動脈導管未閉分流量大的患者,左側胸廓略隆起,心尖搏動增強。一般可在胸骨左緣第2、3肋間捫及局限性震顫,同時可聽到響亮的連續性機器樣Ⅲ~Ⅳ級以上心雜音,主要向左胸外側、左鎖骨下窩或左頸傳導。其舒張期成分的響度隨著肺動脈壓的升高而遞減,嚴重肺動脈高壓時僅留有收縮期雜音,伴隨震顫而見減弱,甚至消失。此外分流量大者,在心尖區尚可聽到功能性二尖瓣狹窄產生的柔和舒張期Ⅱ級心雜音。肺動脈高壓者肺動脈瓣區第二心音亢進,但常被機器樣雜音所掩蓋而聽不到。
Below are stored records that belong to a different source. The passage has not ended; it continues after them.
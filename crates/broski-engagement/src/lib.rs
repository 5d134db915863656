//! # broski-engagement: Daily Engagement State Machine
//!
//! Per-user bookkeeping for the daily challenge loop and the trial request
//! quota:
//!
//! - **Rotation** ([`challenge::ensure_daily_challenge`]): lazily assigns the
//!   next challenge once a rolling 24h cycle has passed, and heals records
//!   whose challenge id or timestamps are missing or invalid.
//! - **Completion** ([`challenge::complete_challenge`]): awards XP once per
//!   cycle, updates the consecutive-day streak and the derived level.
//! - **Trial quota** ([`trial::consume_trial_quota`]): 40 requests per UTC
//!   calendar day for users in a subscription trial.
//! - **Entitlement sync** ([`subscription::apply_entitlement`]) and per-tier
//!   **usage limits** ([`usage::UsageCheck`]).
//!
//! The transitions are pure functions of `(state, catalog, now)`.
//! [`EngagementService`] runs them inside [`UserStore::modify`], which
//! serializes read-modify-write cycles per user, so concurrent requests for
//! the same user cannot double-award XP or slip past the trial ceiling.
//!
//! ## Crate Policy
//!
//! - Depends only on `broski-core` within the workspace.
//! - No HTTP, no SQL. Storage backends implement [`UserStore`] elsewhere.
//! - Time enters only through [`Clock`].

pub mod catalog;
pub mod challenge;
pub mod clock;
pub mod error;
pub mod level;
pub mod service;
pub mod state;
pub mod store;
pub mod streak;
pub mod subscription;
pub mod trial;
pub mod usage;

pub use catalog::{ChallengeCatalog, ChallengeDefinition, DEFAULT_CHALLENGE_REWARD};
pub use challenge::{CompletionOutcome, CompletionReceipt, CHALLENGE_CYCLE_HOURS};
pub use clock::{Clock, FixedClock, SystemClock};
pub use error::{CatalogError, EngagementError, StoreError};
pub use level::{Level, LevelName, XP_PER_LEVEL};
pub use service::EngagementService;
pub use state::{EngagementPatch, EngagementState, FieldChange};
pub use store::{InMemoryUserStore, Transition, UserStore};
pub use subscription::{
    EntitlementSnapshot, PeriodType, SubscriptionPlan, SubscriptionTier,
};
pub use trial::{TrialDecision, TrialUsage, TRIAL_DAILY_LIMIT};
pub use usage::UsageCheck;
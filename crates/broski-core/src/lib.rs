//! # broski-core: Foundational Types for the Broski Backend
//!
//! Leaf crate of the workspace. Defines the primitives every other crate
//! shares: the user identifier newtype and the UTC calendar-day type used for
//! all day-boundary comparisons (streaks, daily quota resets).
//!
//! ## Key Design Principles
//!
//! 1. **Newtype identifiers.** `UserId` wraps a UUID; there are no bare
//!    strings for user identifiers past the HTTP boundary.
//!
//! 2. **UTC-only calendar days.** `CalendarDay` is a date without time,
//!    always derived from a UTC instant. Two server instances in different
//!    local timezones agree on what "today" is.
//!
//! 3. **Lenient legacy parsing.** Older user records carry free-form date
//!    strings. [`temporal::parse_legacy_instant`] accepts the formats found
//!    in stored data and returns `None` for anything else. It never errors.
//!
//! ## Crate Policy
//!
//! - No dependencies on other `broski-*` crates.
//! - No `unsafe` code.
//! - No `panic!()` or `.unwrap()` outside tests.

pub mod error;
pub mod identity;
pub mod temporal;

pub use error::ValidationError;
pub use identity::UserId;
pub use temporal::{parse_legacy_instant, CalendarDay};
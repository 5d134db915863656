//! # Domain Identity Newtypes
//!
//! The user identifier used across the store, the state machine and the
//! API layer. Wrapping the UUID keeps user ids from being confused with
//! challenge ids or any other integer/string key.

use std::str::FromStr;

use serde::{Deserialize, Serialize};
use uuid::Uuid;

use crate::error::ValidationError;

/// Unique identifier for an app user.
#[derive(Debug, Clone, Copy, PartialEq, Eq, Hash, PartialOrd, Ord, Serialize, Deserialize)]
#[serde(transparent)]
pub struct UserId(pub Uuid);

impl UserId {
    /// Generate a new random user identifier.
    pub fn new() -> Self {
        Self(Uuid::new_v4())
    }

    /// Access the inner UUID.
    pub fn as_uuid(&self) -> &Uuid {
        &self.0
    }

    /// Parse a user identifier from its hyphenated UUID form.
    pub fn parse(s: &str) -> Result<Self, ValidationError> {
        Uuid::parse_str(s.trim())
            .map(Self)
            .map_err(|e| ValidationError::InvalidUserId {
                value: s.to_string(),
                reason: e.to_string(),
            })
    }
}

impl Default for UserId {
    fn default() -> Self {
        Self::new()
    }
}

impl From<Uuid> for UserId {
    fn from(id: Uuid) -> Self {
        Self(id)
    }
}

impl FromStr for UserId {
    type Err = ValidationError;

    fn from_str(s: &str) -> Result<Self, Self::Err> {
        Self::parse(s)
    }
}

impl std::fmt::Display for UserId {
    fn fmt(&self, f: &mut std::fmt::Formatter<'_>) -> std::fmt::Result {
        write!(f, "user:{}", self.0)
    }
}
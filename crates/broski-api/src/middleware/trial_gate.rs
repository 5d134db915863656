//! # Trial Gate
//!
//! Wraps AI-feature routes. For every request it consumes one unit of the
//! authenticated user's daily trial quota:
//!
//! - no [`AuthenticatedUser`] in the request extensions: 401,
//! - quota exhausted: 403 with `{ count, limit }` in the error details,
//! - otherwise the request proceeds with a [`TrialInfo`] extension.
//!
//! Users outside a trial pass through uncounted with
//! [`TrialInfo::NotInTrial`].
//!
//! Authentication itself happens upstream; whatever validates the caller
//! inserts `AuthenticatedUser` before this layer runs.

use axum::extract::{Request, State};
use axum::middleware::{from_fn_with_state, Next};
use axum::response::Response;
use axum::Router;
use broski_core::UserId;
use broski_engagement::{TrialDecision, TrialUsage};

use crate::error::AppError;
use crate::middleware::metrics::record_trial_denial;
use crate::state::AppState;

/// The caller, as established by the authentication layer.
#[derive(Debug, Clone, Copy, PartialEq, Eq)]
pub struct AuthenticatedUser(pub UserId);

/// Trial quota seen by a gated handler.
#[derive(Debug, Clone, Copy, PartialEq, Eq)]
pub enum TrialInfo {
    /// Not in a trial; nothing was counted.
    NotInTrial,
    /// One trial request was consumed.
    Trial(TrialUsage),
}

/// Consume one trial request for the authenticated user.
pub async fn trial_gate(
    State(state): State<AppState>,
    mut request: Request,
    next: Next,
) -> Result<Response, AppError> {
    let Some(AuthenticatedUser(user)) = request.extensions().get::<AuthenticatedUser>().copied()
    else {
        return Err(AppError::Unauthorized("authentication required".into()));
    };

    let info = match state.engagement.check_and_consume_trial_quota(user).await? {
        TrialDecision::Bypassed => TrialInfo::NotInTrial,
        TrialDecision::Allowed(usage) => TrialInfo::Trial(usage),
        TrialDecision::Denied { count, limit } => {
            record_trial_denial();
            return Err(AppError::TrialQuotaExceeded { count, limit });
        }
    };

    request.extensions_mut().insert(info);
    Ok(next.run(request).await)
}

/// Put every route of `router` behind [`trial_gate`].
pub fn gated(router: Router<AppState>, state: AppState) -> Router<AppState> {
    router.route_layer(from_fn_with_state(state, trial_gate))
}
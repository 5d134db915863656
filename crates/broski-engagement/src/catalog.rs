//! # Challenge Catalog
//!
//! The ordered, immutable table of daily challenges. Loaded once at process
//! start, either from the built-in table or from a YAML file, and shared
//! read-only behind an `Arc` for the lifetime of the process.
//!
//! ## Durable Ids
//!
//! Entries carry their own `id`. A user's `current_challenge_id` refers to
//! that id, not to an array position, so reordering or growing the catalog
//! never silently points a user at a different challenge. Rotation walks the
//! catalog in file order starting from the position of the current id.
//!
//! Ids that are no longer present (catalog shrank, corrupt record) fall back
//! to a positional successor `(raw + 1) mod N`, which keeps the behaviour of
//! catalogs whose ids are exactly `0..N`.
//!
//! ## File Format
//!
//! ```yaml
//! version: 2
//! challenges:
//!   - id: 0
//!     prompt: Compliment a stranger's style today.
//!     xp_reward: 15
//! ```

use std::collections::HashMap;
use std::path::Path;

use serde::{Deserialize, Serialize};

use crate::error::CatalogError;

/// XP awarded when the current challenge id has no catalog entry.
pub const DEFAULT_CHALLENGE_REWARD: u32 = 10;

/// One daily challenge.
#[derive(Debug, Clone, PartialEq, Eq, Serialize, Deserialize)]
pub struct ChallengeDefinition {
    /// Durable identifier, stable across catalog versions.
    pub id: u32,
    /// Text shown to the user.
    pub prompt: String,
    /// XP awarded on completion.
    pub xp_reward: u32,
}

#[derive(Debug, Deserialize)]
struct CatalogFile {
    #[serde(default)]
    version: u32,
    challenges: Vec<ChallengeDefinition>,
}

/// Ordered, immutable challenge table.
#[derive(Debug, Clone)]
pub struct ChallengeCatalog {
    version: u32,
    entries: Vec<ChallengeDefinition>,
    positions: HashMap<u32, usize>,
}

impl ChallengeCatalog {
    /// Build a catalog from ordered entries.
    ///
    /// # Errors
    ///
    /// Returns [`CatalogError::DuplicateId`] if two entries share an id.
    pub fn new(version: u32, entries: Vec<ChallengeDefinition>) -> Result<Self, CatalogError> {
        let mut positions = HashMap::with_capacity(entries.len());
        for (pos, entry) in entries.iter().enumerate() {
            if positions.insert(entry.id, pos).is_some() {
                return Err(CatalogError::DuplicateId(entry.id));
            }
        }
        if entries.is_empty() {
            tracing::warn!(version, "challenge catalog is empty; rotation is pinned to slot 0");
        }
        Ok(Self {
            version,
            entries,
            positions,
        })
    }

    /// Parse a catalog from YAML text.
    pub fn from_yaml_str(text: &str) -> Result<Self, CatalogError> {
        let file: CatalogFile = serde_yaml::from_str(text)?;
        Self::new(file.version, file.challenges)
    }

    /// Load a catalog from a YAML file on disk.
    pub fn load(path: &Path) -> Result<Self, CatalogError> {
        let text = std::fs::read_to_string(path).map_err(|source| CatalogError::Io {
            path: path.display().to_string(),
            source,
        })?;
        let catalog = Self::from_yaml_str(&text)?;
        tracing::info!(
            path = %path.display(),
            version = catalog.version,
            challenges = catalog.len(),
            "loaded challenge catalog"
        );
        Ok(catalog)
    }

    /// The catalog compiled into the binary.
    pub fn builtin() -> Self {
        let entries = BUILTIN
            .iter()
            .enumerate()
            .map(|(id, (prompt, xp_reward))| ChallengeDefinition {
                id: id as u32,
                prompt: (*prompt).to_string(),
                xp_reward: *xp_reward,
            })
            .collect::<Vec<_>>();
        let positions = entries
            .iter()
            .enumerate()
            .map(|(pos, e)| (e.id, pos))
            .collect();
        Self {
            version: 1,
            entries,
            positions,
        }
    }

    /// Catalog version as declared in its source.
    pub fn version(&self) -> u32 {
        self.version
    }

    /// Number of challenges (`DAILY_CHALLENGE_COUNT`).
    pub fn len(&self) -> usize {
        self.entries.len()
    }

    /// Whether the catalog has no entries.
    pub fn is_empty(&self) -> bool {
        self.entries.is_empty()
    }

    /// All entries in rotation order.
    pub fn entries(&self) -> &[ChallengeDefinition] {
        &self.entries
    }

    /// Look up a challenge by id.
    pub fn get(&self, id: i64) -> Option<&ChallengeDefinition> {
        let id = u32::try_from(id).ok()?;
        self.positions.get(&id).map(|&pos| &self.entries[pos])
    }

    /// Whether `id` names an assignable challenge.
    ///
    /// An empty catalog has a single degenerate slot, `0`.
    pub fn is_valid(&self, id: Option<i64>) -> bool {
        match id {
            None => false,
            Some(id) if self.entries.is_empty() => id == 0,
            Some(id) => self.get(id).is_some(),
        }
    }

    /// The id of the first challenge in rotation order, or `0` when empty.
    pub fn first_id(&self) -> i64 {
        self.entries.first().map(|e| i64::from(e.id)).unwrap_or(0)
    }

    /// The id assigned after `current` in rotation order.
    pub fn successor(&self, current: Option<i64>) -> i64 {
        let n = self.entries.len();
        if n == 0 {
            return 0;
        }
        let next_pos = match current {
            None => 0,
            Some(raw) => match u32::try_from(raw).ok().and_then(|id| self.positions.get(&id)) {
                Some(&pos) => (pos + 1) % n,
                None => {
                    let n = n as i64;
                    (raw.rem_euclid(n) + 1).rem_euclid(n) as usize
                }
            },
        };
        i64::from(self.entries[next_pos].id)
    }

    /// XP awarded for completing `id`, falling back to [`DEFAULT_CHALLENGE_REWARD`].
    pub fn reward_for(&self, id: Option<i64>) -> u32 {
        id.and_then(|id| self.get(id))
            .map(|e| e.xp_reward)
            .unwrap_or(DEFAULT_CHALLENGE_REWARD)
    }
}

impl Default for ChallengeCatalog {
    fn default() -> Self {
        Self::builtin()
    }
}

const BUILTIN: &[(&str, u32)] = &[
    ("Start a conversation with someone new and ask one open-ended question.", 20),
    ("Give a genuine compliment about something a person chose, not their looks.", 15),
    ("Hold eye contact and smile at three people today.", 10),
    ("Send a message to a match that references something specific in their profile.", 20),
    ("Tell a short story about your week to a friend and practice the punchline.", 15),
    ("Ask someone for a recommendation: a book, a coffee spot, a playlist.", 15),
    ("Rewrite your bio opener and ask a friend which version they prefer.", 25),
    ("Practice a confident introduction out loud five times.", 10),
    ("Follow up on a conversation from earlier this week.", 20),
    ("Suggest a specific plan with a time and place instead of 'we should hang out'.", 30),
    ("Write down three things you did well socially this week.", 10),
    ("Laugh at yourself once today when something goes sideways.", 15),
];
肺動脈高壓而使肺動脈擴張引起關閉不全者尚可在胸骨左緣上方聽到肺動脈瓣反流的歎息樣心雜音(Graham S.reell Murmur)。
血壓可以正常,但分流量大的,收縮壓往往升高,而舒張壓則下降,甚至降至零點,因而出現周圍血管體征,如脈壓增大、脈搏宏大、頸動脈搏動增強、水衝脈、指甲床或皮膚內有毛細血管搏動現象;並可聽到槍擊音。這些血管體征均隨肺動脈壓的上升而減輕,以至消失。
2、永存動脈幹I型
永存動脈幹是指左、右心室均向一根共同的動脈幹射血,動脈幹的半月瓣騎跨於高位室間隔缺損之上,解剖上僅見總幹,未見閉鎖的主、肺動脈的遺跡,體循環、肺循環和冠循環血供均直接來自動脈千。永存動脈幹I型是指動脈幹部分分隔,肺動脈主幹起源於動脈幹的近端,居左側與右側的升主動脈處於同一平麵,接受兩側心室的血液。此型常見,約占48%。嬰兒出生後數周內由於肺血管床阻力高,肺血流量少,臨床症狀不明顯,隨著肺血管床阻力降低後即可出現心力衰竭和肺部感染症狀。肺血流量增多者常呈現呼吸困難、心力衰竭和心動過速。肺血流量減少則出現紫紺,同時伴紅細胞增多和杵狀指(趾)。